Exercise prompt -
Look through the data that follows and copy each line with the string "derive".

(Dataset excerpts)
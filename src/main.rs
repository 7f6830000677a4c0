//! Library Server - Library Management System
//!
//! REST API server for books, circulation, fines and reports.

use sqlx::postgres::PgPoolOptions;
use std::net::SocketAddr;
use std::sync::Arc;
use tokio::signal;
use tracing_subscriber::{layer::SubscriberExt, util::SubscriberInitExt};

use library_server::{
    config::AppConfig,
    create_router,
    repository::Repository,
    services::Services,
    AppState,
};

#[tokio::main]
async fn main() -> anyhow::Result<()> {
    // Load environment variables from .env file
    dotenvy::dotenv().ok();

    // Load configuration
    let config = AppConfig::load()?;

    // Initialize tracing
    let filter = tracing_subscriber::EnvFilter::try_from_default_env()
        .unwrap_or_else(|_| format!("library_server={},tower_http=debug", config.logging.level).into());

    let registry = tracing_subscriber::registry().with(filter);
    if config.logging.format == "json" {
        registry.with(tracing_subscriber::fmt::layer().json()).init();
    } else {
        registry.with(tracing_subscriber::fmt::layer()).init();
    }

    tracing::info!("Starting Library Server v{}", env!("CARGO_PKG_VERSION"));

    // Create database connection pool
    let pool = PgPoolOptions::new()
        .max_connections(config.database.max_connections)
        .min_connections(config.database.min_connections)
        .connect(&config.database.url)
        .await?;

    tracing::info!("Connected to database");

    // Run migrations
    sqlx::migrate!("./migrations").run(&pool).await?;

    tracing::info!("Database migrations completed");

    let server_host = config.server.host.clone();
    let server_port = config.server.port;

    // Create repository and services
    let repository = Repository::new(pool);
    let services = Services::new(repository, &config);

    if let Some(admin) = &config.admin {
        services.users.ensure_admin(admin).await?;
    }

    let state = AppState {
        config: Arc::new(config),
        services: Arc::new(services),
    };

    let app = create_router(state);

    // Start server
    let addr = SocketAddr::new(server_host.parse()?, server_port);

    tracing::info!("Server listening on http://{}", addr);

    let listener = tokio::net::TcpListener::bind(addr).await?;
    axum::serve(listener, app)
        .with_graceful_shutdown(shutdown_signal())
        .await?;

    tracing::info!("Server stopped");
    Ok(())
}

async fn shutdown_signal() {
    let ctrl_c = async {
        if let Err(e) = signal::ctrl_c().await {
            tracing::error!("Failed to listen for Ctrl-C: {}", e);
            std::future::pending::<()>().await;
        }
    };

    #[cfg(unix)]
    let terminate = async {
        match signal::unix::signal(signal::unix::SignalKind::terminate()) {
            Ok(mut stream) => {
                stream.recv().await;
            }
            Err(e) => {
                tracing::error!("Failed to listen for SIGTERM: {}", e);
                std::future::pending::<()>().await;
            }
        }
    };

    #[cfg(not(unix))]
    let terminate = std::future::pending::<()>();

    tokio::select! {
        _ = ctrl_c => {},
        _ = terminate => {},
    }

    tracing::info!("Shutdown signal received");
}
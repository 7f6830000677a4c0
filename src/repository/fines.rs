//! Fines repository for database operations

use chrono::{DateTime, Utc};
use sqlx::{Pool, Postgres};

use crate::{
    error::{AppError, AppResult},
    models::fine::{Fine, FineStatus},
};

#[derive(Clone)]
pub struct FinesRepository {
    pool: Pool<Postgres>,
}

impl FinesRepository {
    pub fn new(pool: Pool<Postgres>) -> Self {
        Self { pool }
    }

    /// Get fine by ID
    pub async fn get_by_id(&self, id: i64) -> AppResult<Fine> {
        sqlx::query_as::<_, Fine>("SELECT * FROM fines WHERE id = $1")
            .bind(id)
            .fetch_optional(&self.pool)
            .await?
            .ok_or_else(|| AppError::NotFound(format!("Fine with id {} not found", id)))
    }

    /// Fines of a user with the given status
    pub async fn list_by_user_and_status(&self, user_id: i64, status: FineStatus) -> AppResult<Vec<Fine>> {
        let fines = sqlx::query_as::<_, Fine>(
            "SELECT * FROM fines WHERE user_id = $1 AND status = $2 ORDER BY created_at, id",
        )
        .bind(user_id)
        .bind(status)
        .fetch_all(&self.pool)
        .await?;
        Ok(fines)
    }

    /// Mark a pending fine as paid.
    ///
    /// Only a PENDING row is updated; a concurrent payment that got there
    /// first leaves nothing to update and yields a conflict.
    pub async fn mark_paid(&self, id: i64, payment_method: &str, now: DateTime<Utc>) -> AppResult<Fine> {
        sqlx::query_as::<_, Fine>(
            r#"
            UPDATE fines SET status = $1, payment_method = $2, paid_at = $3
            WHERE id = $4 AND status = $5
            RETURNING *
            "#,
        )
        .bind(FineStatus::Paid)
        .bind(payment_method)
        .bind(now)
        .bind(id)
        .bind(FineStatus::Pending)
        .fetch_optional(&self.pool)
        .await?
        .ok_or_else(|| AppError::Conflict(format!("Fine {} is already paid", id)))
    }
}
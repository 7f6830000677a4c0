//! Report generation service

use chrono::{DateTime, Utc};

use crate::{
    error::AppResult,
    models::issue::overdue_only,
    repository::Repository,
    services::pdf::render_issue_report,
};

pub const ISSUANCE_REPORT_TITLE: &str = "Library Issuance Report";
pub const OVERDUE_REPORT_TITLE: &str = "Library Overdue Report";

#[derive(Clone)]
pub struct ReportsService {
    repository: Repository,
}

impl ReportsService {
    pub fn new(repository: Repository) -> Self {
        Self { repository }
    }

    /// PDF listing every issue record
    pub async fn generate_issuance_report(&self) -> AppResult<Vec<u8>> {
        let records = self.repository.issues.list_details().await?;
        tracing::debug!("Rendering issuance report with {} records", records.len());
        render_issue_report(ISSUANCE_REPORT_TITLE, &records)
    }

    /// PDF listing books still out past their due date as of `now`
    pub async fn generate_overdue_report(&self, now: DateTime<Utc>) -> AppResult<Vec<u8>> {
        let records = overdue_only(self.repository.issues.list_details().await?, now);
        tracing::debug!("Rendering overdue report with {} records", records.len());
        render_issue_report(OVERDUE_REPORT_TITLE, &records)
    }
}
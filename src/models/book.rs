//! Book (catalog entry) model

use chrono::{DateTime, Utc};
use serde::{Deserialize, Serialize};
use sqlx::FromRow;
use utoipa::ToSchema;
use validator::Validate;

use crate::error::{AppError, AppResult};

/// Book model from database
#[derive(Debug, Clone, Serialize, Deserialize, FromRow, ToSchema)]
#[serde(rename_all = "camelCase")]
pub struct Book {
    pub id: i64,
    pub title: String,
    pub author: String,
    pub category: Option<String>,
    /// False while an issue record for this book is open
    pub availability: bool,
    pub created_at: DateTime<Utc>,
}

impl Book {
    /// Fails with a conflict when the book is already out
    pub fn ensure_available(&self) -> AppResult<()> {
        if self.availability {
            Ok(())
        } else {
            Err(AppError::Conflict(format!("Book {} is not available", self.id)))
        }
    }
}

/// Create or update book request.
///
/// Availability is owned by circulation (issue/return) and cannot be set here.
#[derive(Debug, Deserialize, Validate, ToSchema)]
pub struct BookRequest {
    #[validate(length(min = 1, max = 255, message = "Title is required"))]
    pub title: String,
    #[validate(length(min = 1, max = 255, message = "Author is required"))]
    pub author: String,
    #[validate(length(max = 100, message = "Category is too long"))]
    pub category: Option<String>,
}
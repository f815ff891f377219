use dyld_meta::read::swift::SwiftOptimization;
use dyld_meta::read::ErrorKind;

fn build_table(version: u32, len: usize) -> Vec<u8> {
    let mut data = vec![0u8; len];
    data[0..4].copy_from_slice(&version.to_le_bytes());
    let mut offset = 8;
    let mut value = 0x1000u64;
    while offset + 8 <= len {
        data[offset..offset + 8].copy_from_slice(&value.to_le_bytes());
        offset += 8;
        value += 0x1000;
    }
    data
}

#[test]
fn version_dispatch_is_total() {
    for (version, len) in [(1u32, 32), (2, 40), (3, 104)] {
        let data = build_table(version, len);
        let table = SwiftOptimization::parse(&data).unwrap();
        assert_eq!(table.version(), version);
    }

    for version in [0u32, 4, 12, 0xffff_ffff] {
        let data = build_table(version, 104);
        let err = SwiftOptimization::parse(&data).unwrap_err();
        assert_eq!(err.kind(), ErrorKind::UnsupportedVersion);
    }
}

#[test]
fn truncated_table() {
    // Version 3 needs 104 bytes.
    let data = build_table(3, 40);
    let err = SwiftOptimization::parse(&data).unwrap_err();
    assert_eq!(err.kind(), ErrorKind::OutOfRange);
}

#[test]
fn v1_fields() {
    let data = build_table(1, 32);
    let table = SwiftOptimization::parse(&data).unwrap();
    assert_eq!(table.type_conformance_hash_table_offset(), 0x1000);
    assert_eq!(table.metadata_conformance_hash_table_offset(), 0x2000);
    assert_eq!(table.foreign_type_conformance_hash_table_offset(), 0x3000);
    assert_eq!(table.prespecialization_data_offset(), None);
    assert_eq!(table.prespecialized_metadata_hash_table_offsets(), None);
}

#[test]
fn v2_adds_prespecialization_data() {
    let data = build_table(2, 40);
    let table = SwiftOptimization::parse(&data).unwrap();
    assert_eq!(table.prespecialization_data_offset(), Some(0x4000));
    assert_eq!(table.prespecialized_metadata_hash_table_offsets(), None);
}

#[test]
fn v3_adds_metadata_tables() {
    let data = build_table(3, 104);
    let table = SwiftOptimization::parse(&data).unwrap();
    assert_eq!(table.prespecialization_data_offset(), Some(0x4000));
    let offsets = table.prespecialized_metadata_hash_table_offsets().unwrap();
    assert_eq!(offsets[0], 0x5000);
    assert_eq!(offsets[7], 0xc000);
}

Response area -
#[derive(Clone)]
#[derive(Clone)]
#[derive(Debug, Clone, Serialize, Deserialize, FromRow, ToSchema)]
#[derive(Debug, Deserialize, Validate, ToSchema)]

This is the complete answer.